01:00 AM EDT on Friday, October 12, 2007

By Linda Borg

Journal Staff Writer

PROVIDENCE — Governor Carcieri has appointed Warren Simmons, the director of the Annenberg Institute for School Reform at Brown University, to chair a new task force that will try to figure out how to build a successful urban school system.

Carcieri made the announcement during a speech before a group of business leaders attending the annual economic outlook breakfast, sponsored by Sullivan & Company at The Hope Club.

Carcieri underscored something that Rhode Island Education Commissioner Peter McWalters has been saying for many years: there are two Rhode Islands, the haves and the have-nots. Students from suburban and rural schools are performing as well as their middle-class peers around the country, with an average of 75 percent of elementary and middle school children reading at proficiency.

But those figures drop dramatically in urban school districts, where only 40 percent of students are reading at grade level.

“The big issue is the disparity between the urban schools and the non-urbans,” Carcieri said. “If we can’t get all of our youngsters [to graduate] with the skills they need, we’re all in big trouble.”

While there are pockets of excellence in urban school districts, the high-performing schools aren’t sharing what they know with their colleagues. According to Simmons, one of the greatest problems is that each school district exists in a vacuum: public schools aren’t talking to charter schools; city schools aren’t talking to suburban schools and innovative schools like the Metropolitan Regional Career & Technical Center aren’t sharing what they know with everyone else.

“We have to break down those boundaries,” Simmons said. “We need to create a new vision for our urban education system. In Rhode Island, we have a fractured vision and a fractured system.”
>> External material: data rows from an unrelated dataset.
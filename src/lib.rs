//! # warden
//!
//! **Warden** wraps a Bedrock-style dedicated server that exposes nothing but
//! a line-oriented console: stdout lines out, command lines in. On top of that
//! narrow interface it provides process supervision, crash recovery and
//! crash-consistent *hot backups* of the live world directory.
//!
//! ## Architecture
//! ```text
//!            child stdout (lines)
//!                   │
//!                   ▼
//!        ┌───────────────────────┐     ┌──────────────────────────┐
//!        │  ProcessSupervisor    │────►│  PatternRegistry         │
//!        │  - single reader task │     │  - persistent handlers   │
//!        │  - serialized stdin   │     │  - one-shot match waiters│
//!        │  - console echo/mute  │     └──────────────────────────┘
//!        └──────────┬────────────┘
//!                   │ lifecycle events (launching / started / exited)
//!                   ▼
//!        ┌───────────────────────┐
//!        │   Bus (broadcast)     │
//!        └───┬───────────┬───────┘
//!            ▼           ▼
//!      ┌──────────┐ ┌────────────────────┐
//!      │ Watchdog │ │ BackupCoordinator  │◄─── Scheduler (interval /
//!      │ restarts │ │ hold/query/copy/   │     time-of-day triggers)
//!      │ ≤ limit  │ │ verify/resume      │
//!      └──────────┘ └────────────────────┘
//! ```
//!
//! ## Key pieces
//! | Area            | Description                                                  | Key types |
//! |-----------------|--------------------------------------------------------------|-----------|
//! | **Supervision** | Own the child process, read stdout, serialize stdin.         | [`ProcessSupervisor`] |
//! | **Dispatch**    | Regex patterns → persistent handlers and blocking waiters.   | [`PatternRegistry`] |
//! | **Recovery**    | Bounded auto-restart after unexpected exits, with backoff.   | [`Watchdog`], [`RetryState`] |
//! | **Backups**     | Full or hot (hold/query/copy/verify/resume) world snapshots. | [`BackupCoordinator`] |
//! | **Archival**    | Timestamped `.tar.gz` snapshots with count-based rotation.   | [`backup::archive`] |
//! | **Scheduling**  | Interval and daily-time triggers under Processing exclusion. | [`Scheduler`] |
//! | **Events**      | Broadcast lifecycle/progress events with monotonic `seq`.    | [`Event`], [`Bus`] |
//!
//! ## Ordering invariant
//! The single stdout reader task is the only place lines are observed; it
//! dispatches to handlers and waiters in strict arrival order and must never
//! be blocked by a waiter. [`ProcessSupervisor::wait_for_match`] therefore
//! suspends only its caller, and protocol code arms the waiter *before*
//! sending the command that provokes the response.

pub mod backup;
pub mod bedrock;
pub mod config;
pub mod error;
pub mod events;
pub mod policies;
pub mod process;
pub mod processing;
pub mod render;
pub mod scheduler;
pub mod watchdog;

// ---- Public re-exports ----

pub use backup::{BackupCoordinator, BackupOptions};
pub use config::RunConfig;
pub use error::{BackupError, RenderError, SupervisorError, WardenError};
pub use events::{Bus, Event, EventKind};
pub use policies::{BackoffPolicy, JitterPolicy};
pub use process::{LaunchSpec, PatternRegistry, ProcessSupervisor};
pub use render::RenderRunner;
pub use scheduler::Scheduler;
pub use watchdog::{Restart, RetryState, Watchdog};
//! # RenderRunner: invokes the external map renderer.
//!
//! The renderer is a separate executable invoked once per configured task,
//! sequentially, against a temporary copy of the latest backup (so a
//! concurrent backup cycle can never patch files under the renderer's
//! feet). Arguments come from a template in which `${WORLD_PATH}` and
//! `${OUTPUT_PATH}` are substituted per invocation.

use std::path::{Path, PathBuf};
use std::process::Stdio;
use std::sync::atomic::{AtomicBool, Ordering};
use std::sync::Arc;

use tokio::fs;
use tokio::process::Command;

use crate::backup::{clear_dir, copy_dir_recursive};
use crate::config::RenderConfig;
use crate::error::RenderError;
use crate::events::{Bus, Event, EventKind};
use crate::process::ProcessSupervisor;
use crate::processing::ProcessingGuard;

/// Placeholder substituted with the world working-copy path.
const WORLD_PLACEHOLDER: &str = "${WORLD_PATH}";
/// Placeholder substituted with the render output path.
const OUTPUT_PLACEHOLDER: &str = "${OUTPUT_PATH}";

/// Runs the configured renderer tasks under a `Processing` flag.
pub struct RenderRunner {
    supervisor: Arc<ProcessSupervisor>,
    cfg: RenderConfig,
    bus: Bus,
    processing: AtomicBool,
}

impl RenderRunner {
    pub fn new(supervisor: Arc<ProcessSupervisor>, cfg: RenderConfig) -> Arc<Self> {
        let bus = supervisor.bus().clone();
        Arc::new(Self {
            supervisor,
            cfg,
            bus,
            processing: AtomicBool::new(false),
        })
    }

    /// Whether a render cycle is currently in flight.
    pub fn is_processing(&self) -> bool {
        self.processing.load(Ordering::Acquire)
    }

    /// Renders `world_copy` (a finished backup destination) into the
    /// configured output directory, one task at a time.
    pub async fn render(&self, world_copy: &Path) -> Result<(), RenderError> {
        let _guard = ProcessingGuard::acquire(&self.processing).ok_or(RenderError::Busy)?;

        self.bus.publish(Event::new(EventKind::RenderStarted));
        self.supervisor.send_notice("Rendering map...").await;
        tracing::info!("initializing map rendering");

        let result = self.run_tasks(world_copy).await;
        match &result {
            Ok(()) => {
                self.supervisor.send_notice("Done rendering!").await;
                tracing::info!("rendering done");
            }
            Err(error) => tracing::warn!(%error, "rendering failed"),
        }
        self.bus.publish(Event::new(EventKind::RenderFinished));
        result
    }

    async fn run_tasks(&self, world_copy: &Path) -> Result<(), RenderError> {
        // Render from a throwaway copy so the next backup cycle cannot
        // mutate the files mid-render.
        let scratch = scratch_path(world_copy);
        clear_dir(&scratch).await?;
        copy_dir_recursive(world_copy, &scratch).await?;
        fs::create_dir_all(&self.cfg.output_path).await?;

        let total = self.cfg.tasks.len();
        for (index, task) in self.cfg.tasks.iter().enumerate() {
            tracing::info!(task = index + 1, total, "rendering map");

            let mut command = Command::new(&self.cfg.bin_path);
            for arg in self.cfg.global_args.split_whitespace() {
                command.arg(substitute(arg, &scratch, &self.cfg.output_path));
            }
            for arg in task.split_whitespace() {
                command.arg(substitute(arg, &scratch, &self.cfg.output_path));
            }
            if self.cfg.hide_stdout {
                command.stdout(Stdio::null());
            }

            let status = command.status().await?;
            if !status.success() {
                tracing::warn!(task = index + 1, %status, "renderer exited unsuccessfully");
            }
        }

        fs::remove_dir_all(&scratch).await?;
        Ok(())
    }
}

/// Sibling path with a `_` prefix for the temporary render copy.
fn scratch_path(world_copy: &Path) -> PathBuf {
    let name = world_copy
        .file_name()
        .map(|n| n.to_string_lossy().into_owned())
        .unwrap_or_else(|| "world".to_string());
    world_copy.with_file_name(format!("_{name}"))
}

/// Substitutes the path placeholders inside one argument token.
fn substitute(arg: &str, world: &Path, output: &Path) -> String {
    arg.replace(WORLD_PLACEHOLDER, &world.display().to_string())
        .replace(OUTPUT_PLACEHOLDER, &output.display().to_string())
}

#[cfg(test)]
mod tests {
    use super::*;

    #[test]
    fn test_placeholders_are_substituted_within_tokens() {
        let world = Path::new("/tmp/temp/world");
        let output = Path::new("/srv/render");
        assert_eq!(substitute("-w", world, output), "-w");
        assert_eq!(substitute("${WORLD_PATH}", world, output), "/tmp/temp/world");
        assert_eq!(
            substitute("--out=${OUTPUT_PATH}/index", world, output),
            "--out=/srv/render/index"
        );
    }

    #[test]
    fn test_scratch_path_prefixes_the_directory_name() {
        assert_eq!(
            scratch_path(Path::new("/tmp/temp/world")),
            PathBuf::from("/tmp/temp/_world")
        );
    }
}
For far too long, educators have concentrated on how to fix the schools rather than look at what the entire community of teachers, parents, business and union leaders and faith-based organizations can do to help urban students catch up with their suburban peers.

“Our vision is inadequate,” Simmons said. “None of us succeeded because of what we learned in school. We had parents and communities that supported us.”

Then, Simmons told a story about his own childhood in East Harlem, New York City. Thanks to court-ordered desegregation, Simmons was bused to an affluent school on the Upper East Side. There, he learned to play the viola, and, although he was very good, he wasn’t talented enough to be accepted into a prestigious school of music in the city.

As a child, Simmons wondered why he didn’t make it. Now, he realizes that part of the reason was that his classmates grew up surrounded by music and trips to the symphony, a world of privilege that wasn’t available to a child from East Harlem.

Living in Barrington, Simmons said, doesn’t “inoculate” parents from the impact of low-performing schools on the larger society. Urban schools, he said, will never get better as long as “privileged parents gather around a certain number of schools, leaving others to fail.”

By way of illustration, Simmons pointed out what six schools in London are doing to boost achievement among poor and minority students. First, the schools are wired so teachers can take advantage of what high-performing schools elsewhere are doing right. Second, businesses and housing agencies are thinking about how they can offer students the support and the skills they need to succeed in the real world.

In 1998, Simmons succeeded small-schools guru Ted Sizer as director of the Annenberg Institute, whose mission is to search for ways to improve education for poor and minority students. The institute was founded in 1993 with $5 million from private donors. Later, a $50-million gift from the Annenberg Challenge expanded the institute’s goals, which include helping schools develop the skills they need to make broad reforms and using state assessments to shape school improvement as well as measure student progress.